In an interview with the Journal, Gingrich said he “probably used too strong language” while discussing Ryan’s plan with David Gregory.

That admission failed to impress the editorial writers, who said that Gingrich must know there is no chance of the Ryan plan passing Congress before November 2012 election given opposition in the Democrat-controlled Senate.

“Our guess is that a politician as experienced as Mr. Gingrich knew exactly what he was doing and that as he runs for President, he wants to appear to be more moderate than he has sounded over the last, oh, 20 years, by suddenly triangulating against the GOP House he once led.”

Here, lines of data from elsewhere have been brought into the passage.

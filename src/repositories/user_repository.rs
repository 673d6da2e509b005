use sqlx::PgPool;
use uuid::Uuid;

use crate::dto::user_dto::{UpdateUserRequest, UserFilters};
use crate::models::user::{User, UserRole};
use crate::utils::errors::AppResult;

/// Datos para insertar un usuario (password ya hasheado)
#[derive(Debug)]
pub struct NewUser {
    pub username: String,
    pub password_hash: String,
    pub full_name: String,
    pub email: Option<String>,
    pub phone: Option<String>,
    pub department: Option<String>,
    pub position: Option<String>,
    pub role: UserRole,
}

pub struct UserRepository {
    pool: PgPool,
}

impl UserRepository {
    pub fn new(pool: PgPool) -> Self {
        Self { pool }
    }

    pub async fn create(&self, user: NewUser) -> AppResult<User> {
        let created = sqlx::query_as::<_, User>(
            r#"
            INSERT INTO users (id, username, password_hash, full_name, email, phone, department, position, role)
            VALUES ($1, $2, $3, $4, $5, $6, $7, $8, $9)
            RETURNING *
            "#,
        )
        .bind(Uuid::new_v4())
        .bind(user.username)
        .bind(user.password_hash)
        .bind(user.full_name)
        .bind(user.email)
        .bind(user.phone)
        .bind(user.department)
        .bind(user.position)
        .bind(user.role)
        .fetch_one(&self.pool)
        .await?;

        Ok(created)
    }

    pub async fn find_by_id(&self, id: Uuid) -> AppResult<Option<User>> {
        let user = sqlx::query_as::<_, User>("SELECT * FROM users WHERE id = $1")
            .bind(id)
            .fetch_optional(&self.pool)
            .await?;

        Ok(user)
    }

    pub async fn find_by_username(&self, username: &str) -> AppResult<Option<User>> {
        let user = sqlx::query_as::<_, User>("SELECT * FROM users WHERE LOWER(username) = LOWER($1)")
            .bind(username)
            .fetch_optional(&self.pool)
            .await?;

        Ok(user)
    }

    pub async fn username_exists(&self, username: &str) -> AppResult<bool> {
        let result: (bool,) =
            sqlx::query_as("SELECT EXISTS(SELECT 1 FROM users WHERE LOWER(username) = LOWER($1))")
                .bind(username)
                .fetch_one(&self.pool)
                .await?;

        Ok(result.0)
    }

    pub async fn admin_exists(&self) -> AppResult<bool> {
        let result: (bool,) =
            sqlx::query_as("SELECT EXISTS(SELECT 1 FROM users WHERE role = 'admin' AND is_active)")
                .fetch_one(&self.pool)
                .await?;

        Ok(result.0)
    }

    pub async fn list(&self, filters: &UserFilters) -> AppResult<Vec<User>> {
        let users = sqlx::query_as::<_, User>(
            r#"
            SELECT * FROM users
            WHERE ($1::user_role IS NULL OR role = $1)
              AND ($2::text IS NULL OR department ILIKE '%' || $2 || '%')
              AND ($3::boolean IS NULL OR is_active = $3)
            ORDER BY full_name
            "#,
        )
        .bind(filters.role)
        .bind(filters.department.as_deref())
        .bind(filters.is_active)
        .fetch_all(&self.pool)
        .await?;

        Ok(users)
    }

    pub async fn update(&self, current: User, changes: UpdateUserRequest) -> AppResult<User> {
        let user = sqlx::query_as::<_, User>(
            r#"
            UPDATE users
            SET full_name = $2, email = $3, phone = $4, department = $5, position = $6,
                role = $7, is_active = $8, updated_at = NOW()
            WHERE id = $1
            RETURNING *
            "#,
        )
        .bind(current.id)
        .bind(changes.full_name.unwrap_or(current.full_name))
        .bind(changes.email.or(current.email))
        .bind(changes.phone.or(current.phone))
        .bind(changes.department.or(current.department))
        .bind(changes.position.or(current.position))
        .bind(changes.role.unwrap_or(current.role))
        .bind(changes.is_active.unwrap_or(current.is_active))
        .fetch_one(&self.pool)
        .await?;

        Ok(user)
    }

    pub async fn update_password(&self, id: Uuid, password_hash: &str) -> AppResult<()> {
        sqlx::query("UPDATE users SET password_hash = $2, updated_at = NOW() WHERE id = $1")
            .bind(id)
            .bind(password_hash)
            .execute(&self.pool)
            .await?;

        Ok(())
    }

    pub async fn has_active_bookings(&self, id: Uuid) -> AppResult<bool> {
        let result: (bool,) = sqlx::query_as(
            "SELECT EXISTS(SELECT 1 FROM bookings WHERE user_id = $1 AND status IN ('pending', 'approved'))",
        )
        .bind(id)
        .fetch_one(&self.pool)
        .await?;

        Ok(result.0)
    }

    pub async fn delete(&self, id: Uuid) -> AppResult<bool> {
        let result = sqlx::query("DELETE FROM users WHERE id = $1")
            .bind(id)
            .execute(&self.pool)
            .await?;

        Ok(result.rows_affected() > 0)
    }

    pub async fn count_active(&self) -> AppResult<i64> {
        let result: (i64,) = sqlx::query_as("SELECT COUNT(*) FROM users WHERE is_active")
            .fetch_one(&self.pool)
            .await?;

        Ok(result.0)
    }
}
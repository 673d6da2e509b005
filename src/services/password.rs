//! Hash y verificación de contraseñas con bcrypt
//!
//! bcrypt bloquea la CPU, así que se ejecuta en `spawn_blocking`.

use bcrypt::{hash, verify, DEFAULT_COST};

use crate::utils::errors::{AppError, AppResult};

pub async fn hash_password(password: &str) -> AppResult<String> {
    hash_password_with_cost(password, DEFAULT_COST).await
}

pub async fn hash_password_with_cost(password: &str, cost: u32) -> AppResult<String> {
    let password = password.to_string();
    tokio::task::spawn_blocking(move || hash(password, cost))
        .await
        .map_err(|e| AppError::Internal(format!("Tarea de hash abortada: {}", e)))?
        .map_err(|e| AppError::Hash(format!("Error hasheando password: {}", e)))
}

pub async fn verify_password(password: &str, password_hash: &str) -> AppResult<bool> {
    let password = password.to_string();
    let password_hash = password_hash.to_string();
    tokio::task::spawn_blocking(move || verify(password, &password_hash))
        .await
        .map_err(|e| AppError::Internal(format!("Tarea de verificación abortada: {}", e)))?
        .map_err(|e| AppError::Hash(format!("Error verificando password: {}", e)))
}
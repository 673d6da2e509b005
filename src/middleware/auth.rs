//! Middleware de autenticación JWT
//!
//! Este módulo maneja la autenticación JWT, extracción de tokens
//! y verificación de usuarios autenticados.

use axum::{
    extract::{Request, State},
    middleware::Next,
    response::Response,
    Extension,
};
use tracing::debug;
use uuid::Uuid;

use crate::{
    models::user::{User, UserRole},
    repositories::user_repository::UserRepository,
    state::AppState,
    utils::{
        errors::{AppError, AppResult},
        jwt::{extract_token, verify_token},
    },
};

/// Usuario autenticado que se inyecta en las requests
#[derive(Debug, Clone)]
pub struct AuthenticatedUser {
    pub user_id: Uuid,
    pub username: String,
    pub full_name: String,
    pub role: UserRole,
}

impl AuthenticatedUser {
    pub fn is_admin(&self) -> bool {
        self.role == UserRole::Admin
    }

    pub fn require_admin(&self) -> AppResult<()> {
        if !self.is_admin() {
            return Err(AppError::Forbidden(
                "Se requieren permisos de administrador".to_string(),
            ));
        }
        Ok(())
    }

    /// El dueño del recurso o un administrador
    pub fn require_owner_or_admin(&self, owner_id: Uuid) -> AppResult<()> {
        if self.user_id != owner_id && !self.is_admin() {
            return Err(AppError::Forbidden(
                "No tienes permiso para acceder a este recurso".to_string(),
            ));
        }
        Ok(())
    }
}

impl From<&User> for AuthenticatedUser {
    fn from(user: &User) -> Self {
        Self {
            user_id: user.id,
            username: user.username.clone(),
            full_name: user.full_name.clone(),
            role: user.role,
        }
    }
}

/// Middleware de autenticación JWT
pub async fn auth_middleware(
    State(state): State<AppState>,
    mut request: Request,
    next: Next,
) -> Result<Response, AppError> {
    let token = extract_token(request.headers())?;

    let claims = verify_token(&token, &state.jwt)
        .map_err(|_| AppError::Unauthorized("Token inválido o expirado".to_string()))?;

    let user_id = Uuid::parse_str(&claims.sub)
        .map_err(|_| AppError::Unauthorized("ID de usuario inválido".to_string()))?;

    // El rol se toma de la base de datos, no del token
    let user = UserRepository::new(state.pool.clone())
        .find_by_id(user_id)
        .await?
        .ok_or_else(|| AppError::Unauthorized("Usuario no encontrado".to_string()))?;

    if !user.is_active {
        return Err(AppError::Unauthorized("Usuario inactivo".to_string()));
    }

    debug!(user_id = %user.id, role = user.role.as_str(), "🔐 Usuario autenticado");
    request.extensions_mut().insert(AuthenticatedUser::from(&user));

    Ok(next.run(request).await)
}

/// Middleware para verificar permisos de admin
pub async fn admin_only_middleware(
    Extension(user): Extension<AuthenticatedUser>,
    request: Request,
    next: Next,
) -> Result<Response, AppError> {
    user.require_admin()?;
    Ok(next.run(request).await)
}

The Journal said Gingrich’s own health care reforms in the 1990s together with the Medicare drug entitlement that he lobbied for in 2003 were part of the reasons why the Ryan plan is needed.

“Yet now he is trashing Mr. Ryan for thinking far more deeply about health care, and in a far more principled fashion, than Mr. Gingrich ever has. The episode reveals the Georgian's weakness as a candidate, and especially as a potential President—to wit, his odd combination of partisan, divisive rhetoric and poll-driven policy timidity.”

And it points out the fundamental differences between the former House Speaker and the Chairman of the House Budget Committee. “Mr. Ryan speaks softly but proposes policies commensurate with America's problems. Mr. Gingrich speaks loudly but shrinks from hard choices,” it said. “Who's the ‘radical’ and who's the real leader?